- **About this task**
Look through the lines below for the word "bool", and copy every line that has it.

- **Saved entries**
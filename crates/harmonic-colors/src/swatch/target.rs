//! Role designation by target scoring.
//!
//! Each non-dominant role has a lightness band and a saturation band
//! `(min, target, max)`. A swatch inside both bands is scored by how close
//! it sits to the targets and how populous it is relative to the dominant
//! swatch; the best unclaimed swatch takes the role.

use super::named::{NamedSwatches, SwatchRole};
use super::swatch::Swatch;

const SATURATION_WEIGHT: f32 = 0.24;
const LIGHTNESS_WEIGHT: f32 = 0.52;
const POPULATION_WEIGHT: f32 = 0.24;

#[derive(Debug, Clone, Copy)]
struct Band {
    min: f32,
    target: f32,
    max: f32,
}

impl Band {
    const fn new(min: f32, target: f32, max: f32) -> Self {
        Self { min, target, max }
    }

    fn contains(&self, value: f32) -> bool {
        value >= self.min && value <= self.max
    }
}

const LIGHT: Band = Band::new(0.55, 0.74, 1.0);
const NORMAL: Band = Band::new(0.3, 0.5, 0.7);
const DARK: Band = Band::new(0.0, 0.26, 0.45);
const VIBRANT: Band = Band::new(0.35, 1.0, 1.0);
const MUTED: Band = Band::new(0.0, 0.3, 0.4);

#[derive(Debug, Clone, Copy)]
struct Target {
    role: SwatchRole,
    lightness: Band,
    saturation: Band,
}

/// Scoring order; earlier targets claim swatches first.
const TARGETS: [Target; 6] = [
    Target { role: SwatchRole::LightVibrant, lightness: LIGHT, saturation: VIBRANT },
    Target { role: SwatchRole::Vibrant, lightness: NORMAL, saturation: VIBRANT },
    Target { role: SwatchRole::DarkVibrant, lightness: DARK, saturation: VIBRANT },
    Target { role: SwatchRole::LightMuted, lightness: LIGHT, saturation: MUTED },
    Target { role: SwatchRole::Muted, lightness: NORMAL, saturation: MUTED },
    Target { role: SwatchRole::DarkMuted, lightness: DARK, saturation: MUTED },
];

impl Target {
    fn score(&self, swatch: &Swatch, max_population: u32) -> f32 {
        let hsl = swatch.hsl();
        let saturation = SATURATION_WEIGHT * (1.0 - (hsl.s - self.saturation.target).abs());
        let lightness = LIGHTNESS_WEIGHT * (1.0 - (hsl.l - self.lightness.target).abs());
        let population = if max_population > 0 {
            POPULATION_WEIGHT * (swatch.population() as f32 / max_population as f32)
        } else {
            0.0
        };
        saturation + lightness + population
    }

    fn accepts(&self, swatch: &Swatch) -> bool {
        let hsl = swatch.hsl();
        self.saturation.contains(hsl.s) && self.lightness.contains(hsl.l)
    }
}

/// The highest-population swatch; the earliest one wins a tie.
pub(crate) fn dominant(swatches: &[Swatch]) -> Option<Swatch> {
    swatches.iter().fold(None, |best: Option<Swatch>, swatch| match best {
        Some(b) if b.population() >= swatch.population() => Some(b),
        _ => Some(*swatch),
    })
}

/// Assign every role from an already-filtered swatch list.
pub(crate) fn designate(swatches: &[Swatch]) -> NamedSwatches {
    let mut named = NamedSwatches {
        dominant: dominant(swatches),
        ..NamedSwatches::default()
    };
    let max_population = named.dominant.map_or(0, |d| d.population());
    let mut claimed = vec![false; swatches.len()];

    for target in &TARGETS {
        let mut best: Option<(usize, f32)> = None;
        for (i, swatch) in swatches.iter().enumerate() {
            if claimed[i] || !target.accepts(swatch) {
                continue;
            }
            let score = target.score(swatch, max_population);
            if best.map_or(true, |(_, s)| score > s) {
                best = Some((i, score));
            }
        }
        if let Some((i, _)) = best {
            claimed[i] = true;
            named.set(target.role, Some(swatches[i]));
        }
    }

    named
}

- **The completed task**
    fn contains(&self, value: f32) -> bool {
    fn accepts(&self, swatch: &Swatch) -> bool {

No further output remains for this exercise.